Cabin fever can certainly be a good thing if it inspires an invigorating winter walk. Yesterday we ventured into the cold on a quest for exercise and winter nature exploration. We went to a nearby cemetery where there had been recent sightings of some rare bird visitors from the north and what a time we had!
The cemetery is sited on a great rolling moraine and, by virtue of being a cemetery, spares an incredible stand of eastern hardwood forest from the axe. There are a few groves of Eastern Hemlock scattered about and the seeds that these conifers produce attract some interesting seed-eating birds that are normally seen far to the north. On this day we were specifically in search of white-winged crossbills as they had been reported to be feeding on seeds of the previously mentioned Eastern Hemlock. Crossbills are named for their bills (beaks) the top and bottom of which cross (the top and bottom curve right and left, respectively, of center). This bill type is particularly handy for extracting seeds from conifer cones. Wow!
As always, we do a bit a research before any such outing and found that, according to Sibley, white-winged crossbills are "Uncommon to very irregular (in E. N. America), sometimes common locally. Always in flocks. Feeds on conifer seeds, especially from hemlocks and spruces, and almost never seen away from those trees.".

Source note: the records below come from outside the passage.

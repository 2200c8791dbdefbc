//! # Audit Log Writer
//!
//! Consumes every lifecycle event, buffers in memory, and flushes batches to
//! the append-only store on whichever comes first: 100 entries or one second.
//! Each flush deduplicates on event id; the store's primary key catches
//! duplicates that straddle flushes. Shutdown drains the buffer before exit.

use std::collections::HashSet;
use std::sync::Arc;
use std::time::Duration;
use tokio::sync::{mpsc, oneshot, watch};
use tokio::task::JoinHandle;
use tokio::time::MissedTickBehavior;
use tracing::{debug, info, warn};
use uuid::Uuid;

use crate::audit::store::{AuditEntry, AuditStore};
use crate::config::AuditConfig;
use crate::constants::{groups, topics};
use crate::events::{EventBus, Subscription, TaskEvent};
use crate::metrics::PipelineMetrics;

/// Upper bound on buffered entries across failed flushes. Beyond this the
/// oldest entries are shed once the store has been unreachable for many flush
/// intervals by then.
const MAX_RETAINED_ENTRIES: usize = 10_000;

enum WriterCommand {
    /// Process an event as if it arrived from the bus (test bridge).
    HandleEvent(TaskEvent),
    /// Flush the buffer now; replies with the number of entries written.
    FlushNow(oneshot::Sender<usize>),
}

/// Client handle to a running audit writer
pub struct AuditWriterHandle {
    commands: mpsc::Sender<WriterCommand>,
    join: JoinHandle<()>,
}

impl AuditWriterHandle {
    /// Inject an event directly, bypassing the bus. Intended for tests.
    pub async fn handle_event(&self, event: TaskEvent) {
        let _ = self.commands.send(WriterCommand::HandleEvent(event)).await;
    }

    /// Force a flush; returns the number of entries written.
    pub async fn flush_now(&self) -> usize {
        let (tx, rx) = oneshot::channel();
        if self.commands.send(WriterCommand::FlushNow(tx)).await.is_err() {
            return 0;
        }
        rx.await.unwrap_or(0)
    }

    pub async fn join(self) {
        let _ = self.join.await;
    }
}

/// The audit consumer
pub struct AuditLogWriter {
    buffer: Vec<AuditEntry>,
    store: Arc<dyn AuditStore>,
    config: AuditConfig,
    metrics: Arc<PipelineMetrics>,
}

impl AuditLogWriter {
    /// Subscribe to every topic and spawn the writer loop.
    pub fn start(
        bus: Arc<dyn EventBus>,
        store: Arc<dyn AuditStore>,
        config: AuditConfig,
        metrics: Arc<PipelineMetrics>,
        shutdown: watch::Receiver<bool>,
    ) -> AuditWriterHandle {
        let subscription = bus.subscribe(&topics::ALL, groups::AUDIT_LOG);
        let (command_tx, command_rx) = mpsc::channel(256);

        let writer = Self {
            buffer: Vec::with_capacity(config.flush_max_entries),
            store,
            config,
            metrics,
        };
        let join = tokio::spawn(writer.run(subscription, command_rx, shutdown));
        AuditWriterHandle {
            commands: command_tx,
            join,
        }
    }

    async fn run(
        mut self,
        mut subscription: Subscription,
        mut commands: mpsc::Receiver<WriterCommand>,
        mut shutdown: watch::Receiver<bool>,
    ) {
        let mut flush_tick =
            tokio::time::interval(Duration::from_millis(self.config.flush_interval_ms));
        flush_tick.set_missed_tick_behavior(MissedTickBehavior::Delay);
        flush_tick.reset();

        loop {
            tokio::select! {
                maybe_event = subscription.recv() => {
                    match maybe_event {
                        Some(event) => {
                            self.buffer_event(event);
                            if self.buffer.len() >= self.config.flush_max_entries {
                                self.flush().await;
                            }
                        }
                        None => {
                            warn!("event subscription closed; audit writer stopping");
                            break;
                        }
                    }
                }
                _ = flush_tick.tick() => {
                    if !self.buffer.is_empty() {
                        self.flush().await;
                    }
                }
                Some(command) = commands.recv() => {
                    match command {
                        WriterCommand::HandleEvent(event) => {
                            self.buffer_event(event);
                            if self.buffer.len() >= self.config.flush_max_entries {
                                self.flush().await;
                            }
                        }
                        WriterCommand::FlushNow(reply) => {
                            let written = self.flush().await;
                            let _ = reply.send(written);
                        }
                    }
                }
                changed = shutdown.changed() => {
                    if changed.is_err() || *shutdown.borrow() {
                        break;
                    }
                }
            }
        }

        // Drain whatever already reached the subscription, then flush so no
        // accepted event is lost to shutdown.
        while let Some(event) = subscription.try_recv() {
            self.buffer_event(event);
        }
        self.flush().await;
        info!("audit log writer stopped");
    }

    fn buffer_event(&mut self, event: TaskEvent) {
        self.metrics.record_event_consumed();
        match AuditEntry::from_event(&event) {
            Ok(entry) => self.buffer.push(entry),
            Err(err) => {
                warn!(event_id = %event.event_id, error = %err, "unrecordable event rejected");
            }
        }
    }

    /// Deduplicate the buffer on event id and append it as one batch. On
    /// store failure the batch is retained for the next flush, bounded by
    /// [`MAX_RETAINED_ENTRIES`].
    async fn flush(&mut self) -> usize {
        if self.buffer.is_empty() {
            return 0;
        }

        let mut seen: HashSet<Uuid> = HashSet::with_capacity(self.buffer.len());
        let mut batch: Vec<AuditEntry> = Vec::with_capacity(self.buffer.len());
        for entry in self.buffer.drain(..) {
            if seen.insert(entry.event_id) {
                batch.push(entry);
            } else {
                self.metrics.record_duplicate_skipped();
            }
        }

        match self.store.append(&batch).await {
            Ok(written) => {
                self.metrics.record_audit_entries_written(written as u64);
                debug!(batch = batch.len(), written, "audit batch flushed");
                written
            }
            Err(err) => {
                warn!(error = %err, batch = batch.len(), "audit flush failed; retaining batch");
                self.buffer = batch;
                if self.buffer.len() > MAX_RETAINED_ENTRIES {
                    let shed = self.buffer.len() - MAX_RETAINED_ENTRIES;
                    self.buffer.drain(..shed);
                    warn!(shed, "audit buffer over retention bound; oldest entries shed");
                }
                0
            }
        }
    }
}
//! # Recurrence Patterns
//!
//! Value object describing how a recurring task repeats. Patterns are stored
//! as opaque strings on the task row, validated at creation time, and
//! re-parsed by the recurring task processor on each scan.
//!
//! ## Wire format
//!
//! - `daily`
//! - `weekly:mon,wed,fri` (subset of `mon,tue,wed,thu,fri,sat,sun`)
//! - `monthly:15` (day of month 1-31, clamped to the month's last day)
//! - `every:3d` (fixed interval in days, anchored at the parent's due date)

use chrono::{DateTime, Datelike, Duration, NaiveDate, Utc, Weekday};
use std::fmt;

use crate::error::{PipelineError, Result};

/// Parsed recurrence pattern
#[derive(Debug, Clone, PartialEq, Eq)]
pub enum RecurrencePattern {
    Daily,
    Weekly { weekdays: Vec<Weekday> },
    Monthly { day: u32 },
    Custom { interval_days: u32 },
}

impl RecurrencePattern {
    /// Parse the opaque string representation stored on a task row.
    pub fn parse(raw: &str) -> Result<Self> {
        let raw = raw.trim();
        if raw == "daily" {
            return Ok(Self::Daily);
        }
        if let Some(days) = raw.strip_prefix("weekly:") {
            let mut weekdays = Vec::new();
            for token in days.split(',') {
                let weekday = parse_weekday(token.trim())?;
                if !weekdays.contains(&weekday) {
                    weekdays.push(weekday);
                }
            }
            if weekdays.is_empty() {
                return Err(PipelineError::validation(
                    "weekly pattern requires at least one weekday",
                ));
            }
            weekdays.sort_by_key(|w| w.num_days_from_monday());
            return Ok(Self::Weekly { weekdays });
        }
        if let Some(day) = raw.strip_prefix("monthly:") {
            let day: u32 = day
                .parse()
                .map_err(|_| PipelineError::validation(format!("invalid day of month: {day}")))?;
            if !(1..=31).contains(&day) {
                return Err(PipelineError::validation(format!(
                    "day of month out of range: {day}"
                )));
            }
            return Ok(Self::Monthly { day });
        }
        if let Some(interval) = raw.strip_prefix("every:") {
            let interval = interval.strip_suffix('d').ok_or_else(|| {
                PipelineError::validation(format!("custom interval must end in 'd': {interval}"))
            })?;
            let interval_days: u32 = interval.parse().map_err(|_| {
                PipelineError::validation(format!("invalid interval: {interval}"))
            })?;
            if interval_days == 0 {
                return Err(PipelineError::validation("interval must be at least one day"));
            }
            return Ok(Self::Custom { interval_days });
        }
        Err(PipelineError::validation(format!(
            "unrecognized recurrence pattern: {raw}"
        )))
    }

    /// The occurrence date for the current scheduling unit, if `today` falls
    /// on one. `anchor` is the series start (the parent task's due date);
    /// dates before the anchor never produce occurrences.
    pub fn occurrence_for(&self, anchor: DateTime<Utc>, now: DateTime<Utc>) -> Option<NaiveDate> {
        let today = now.date_naive();
        let start = anchor.date_naive();
        if today < start {
            return None;
        }
        match self {
            Self::Daily => Some(today),
            Self::Weekly { weekdays } => weekdays.contains(&today.weekday()).then_some(today),
            Self::Monthly { day } => {
                let last = last_day_of_month(today.year(), today.month());
                let scheduled = (*day).min(last);
                (today.day() == scheduled).then_some(today)
            }
            Self::Custom { interval_days } => {
                let elapsed = (today - start).num_days();
                (elapsed % i64::from(*interval_days) == 0).then_some(today)
            }
        }
    }

    /// The first occurrence date strictly after `after`. Bounded scan; every
    /// pattern recurs at least once per 31 days plus the custom interval.
    pub fn next_occurrence(&self, anchor: DateTime<Utc>, after: NaiveDate) -> NaiveDate {
        let horizon = match self {
            Self::Custom { interval_days } => i64::from(*interval_days) + 31,
            _ => 366,
        };
        let start = anchor.date_naive();
        let mut candidate = after.max(start - Duration::days(1));
        for _ in 0..=horizon {
            candidate += Duration::days(1);
            let probe = DateTime::<Utc>::from_naive_utc_and_offset(
                candidate.and_hms_opt(0, 0, 0).unwrap_or_default(),
                Utc,
            );
            if self.occurrence_for(anchor, probe) == Some(candidate) {
                return candidate;
            }
        }
        // Unreachable for valid patterns; fall back to the day after `after`.
        after + Duration::days(1)
    }
}

impl fmt::Display for RecurrencePattern {
    fn fmt(&self, f: &mut fmt::Formatter<'_>) -> fmt::Result {
        match self {
            Self::Daily => write!(f, "daily"),
            Self::Weekly { weekdays } => {
                let days: Vec<&str> = weekdays.iter().map(|w| weekday_token(*w)).collect();
                write!(f, "weekly:{}", days.join(","))
            }
            Self::Monthly { day } => write!(f, "monthly:{day}"),
            Self::Custom { interval_days } => write!(f, "every:{interval_days}d"),
        }
    }
}

fn parse_weekday(token: &str) -> Result<Weekday> {
    match token {
        "mon" => Ok(Weekday::Mon),
        "tue" => Ok(Weekday::Tue),
        "wed" => Ok(Weekday::Wed),
        "thu" => Ok(Weekday::Thu),
        "fri" => Ok(Weekday::Fri),
        "sat" => Ok(Weekday::Sat),
        "sun" => Ok(Weekday::Sun),
        other => Err(PipelineError::validation(format!("invalid weekday: {other}"))),
    }
}

fn weekday_token(weekday: Weekday) -> &'static str {
    match weekday {
        Weekday::Mon => "mon",
        Weekday::Tue => "tue",
        Weekday::Wed => "wed",
        Weekday::Thu => "thu",
        Weekday::Fri => "fri",
        Weekday::Sat => "sat",
        Weekday::Sun => "sun",
    }
}

fn last_day_of_month(year: i32, month: u32) -> u32 {
    let (next_year, next_month) = if month == 12 {
        (year + 1, 1)
    } else {
        (year, month + 1)
    };
    match NaiveDate::from_ymd_opt(next_year, next_month, 1) {
        Some(first_of_next) => (first_of_next - Duration::days(1)).day(),
        // Month is always in 1..=12 here; 28 is the safe floor if not.
        None => 28,
    }
}

#[cfg(test)]
mod tests {
    use super::*;
    use chrono::TimeZone;

    fn utc(y: i32, m: u32, d: u32, h: u32) -> DateTime<Utc> {
        Utc.with_ymd_and_hms(y, m, d, h, 0, 0).unwrap()
    }

    #[test]
    fn test_parse_daily() {
        assert_eq!(RecurrencePattern::parse("daily").unwrap(), RecurrencePattern::Daily);
    }

    #[test]
    fn test_parse_weekly_sorted_and_deduped() {
        let pattern = RecurrencePattern::parse("weekly:fri,mon,fri").unwrap();
        assert_eq!(
            pattern,
            RecurrencePattern::Weekly {
                weekdays: vec![Weekday::Mon, Weekday::Fri]
            }
        );
        assert_eq!(pattern.to_string(), "weekly:mon,fri");
    }

    #[test]
    fn test_parse_rejects_garbage() {
        assert!(RecurrencePattern::parse("fortnightly").is_err());
        assert!(RecurrencePattern::parse("weekly:").is_err());
        assert!(RecurrencePattern::parse("monthly:0").is_err());
        assert!(RecurrencePattern::parse("monthly:32").is_err());
        assert!(RecurrencePattern::parse("every:0d").is_err());
        assert!(RecurrencePattern::parse("every:3w").is_err());
    }

    #[test]
    fn test_daily_occurrence_starts_at_anchor() {
        let pattern = RecurrencePattern::Daily;
        let anchor = utc(2026, 1, 22, 9);

        assert_eq!(pattern.occurrence_for(anchor, utc(2026, 1, 21, 12)), None);
        assert_eq!(
            pattern.occurrence_for(anchor, utc(2026, 1, 22, 0)),
            Some(NaiveDate::from_ymd_opt(2026, 1, 22).unwrap())
        );
        assert_eq!(
            pattern.occurrence_for(anchor, utc(2026, 1, 23, 23)),
            Some(NaiveDate::from_ymd_opt(2026, 1, 23).unwrap())
        );
    }

    #[test]
    fn test_weekly_occurrence_matches_weekday() {
        let pattern = RecurrencePattern::parse("weekly:thu").unwrap();
        let anchor = utc(2026, 1, 1, 9);

        // 2026-01-22 is a Thursday, 2026-01-23 a Friday.
        assert!(pattern.occurrence_for(anchor, utc(2026, 1, 22, 12)).is_some());
        assert!(pattern.occurrence_for(anchor, utc(2026, 1, 23, 12)).is_none());
    }

    #[test]
    fn test_monthly_clamps_to_short_months() {
        let pattern = RecurrencePattern::parse("monthly:31").unwrap();
        let anchor = utc(2026, 1, 1, 9);

        // April has 30 days; the 30th stands in for the 31st.
        assert!(pattern.occurrence_for(anchor, utc(2026, 4, 30, 12)).is_some());
        assert!(pattern.occurrence_for(anchor, utc(2026, 4, 29, 12)).is_none());
        assert!(pattern.occurrence_for(anchor, utc(2026, 1, 31, 12)).is_some());
    }

    #[test]
    fn test_custom_interval_anchored_at_due_date() {
        let pattern = RecurrencePattern::parse("every:3d").unwrap();
        let anchor = utc(2026, 1, 10, 9);

        assert!(pattern.occurrence_for(anchor, utc(2026, 1, 10, 12)).is_some());
        assert!(pattern.occurrence_for(anchor, utc(2026, 1, 11, 12)).is_none());
        assert!(pattern.occurrence_for(anchor, utc(2026, 1, 12, 12)).is_none());
        assert!(pattern.occurrence_for(anchor, utc(2026, 1, 13, 12)).is_some());
    }

    #[test]
    fn test_next_occurrence_daily() {
        let pattern = RecurrencePattern::Daily;
        let anchor = utc(2026, 1, 22, 9);
        let next = pattern.next_occurrence(anchor, NaiveDate::from_ymd_opt(2026, 1, 22).unwrap());
        assert_eq!(next, NaiveDate::from_ymd_opt(2026, 1, 23).unwrap());
    }

    #[test]
    fn test_next_occurrence_weekly_skips_to_weekday() {
        let pattern = RecurrencePattern::parse("weekly:mon").unwrap();
        let anchor = utc(2026, 1, 1, 9);
        // 2026-01-22 is a Thursday; the next Monday is 2026-01-26.
        let next = pattern.next_occurrence(anchor, NaiveDate::from_ymd_opt(2026, 1, 22).unwrap());
        assert_eq!(next, NaiveDate::from_ymd_opt(2026, 1, 26).unwrap());
    }

    #[test]
    fn test_last_day_of_month() {
        assert_eq!(last_day_of_month(2026, 2), 28);
        assert_eq!(last_day_of_month(2028, 2), 29);
        assert_eq!(last_day_of_month(2026, 12), 31);
    }
}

Sibley's range map shows white-winged crossbills' year-round range to be much of Canada and Alaska. In winter they range down into the northern tier of U.S. state. They are rare in our area but they do visit as part of so-called "irruptions" whereby groups of birds move out of their typical range in response to population/food supply dynamics.
Armed with these facts we knew that this was one hearty bird - to be able to live year-round in the deep cold of the northlands. We also know that if we were to see them on our quest, we would likely see them in a flock and feeding on seeds in the hemlock groves. So off we went.
With binocular, bird guide, camera, and spotting scope we set off on foot, paying particular attention to any possible activity in the hemlock groves. At first we noted woodpeckers, juncos, nuthatches - birds typical of our area. Onward we went, admiring some very old and large oaks, when suddenly we heard an incoming and quite vocal flock of birds. Our attention was drawn to a grove of hemlock 75-100 feet in front of us. With our binoculars we could see that the hemlock branches were quickly filling with an unfamiliar bird:
The males were pinkish-red, had black wings and white wing-bars:
They would navigate the hemlock branches as if acrobats:
In search of, we presumed, the power-packed seeds inside the thousands of hemlock cones:
Often, they would feed in an inverted position:
By now we knew we have achieved our quest for the day (and grandly!) - we had observed an incredible new-to-us bird: the White-Winged Crossbill !!!:
So next time you are hanging out under a hemlock tree, hear a raucous avian group from above, and are then showered with hemlock cone fragments, you might want to be thinking "hmm...crossbills?"
Oh lucky day for a couple of birding nature nuts!!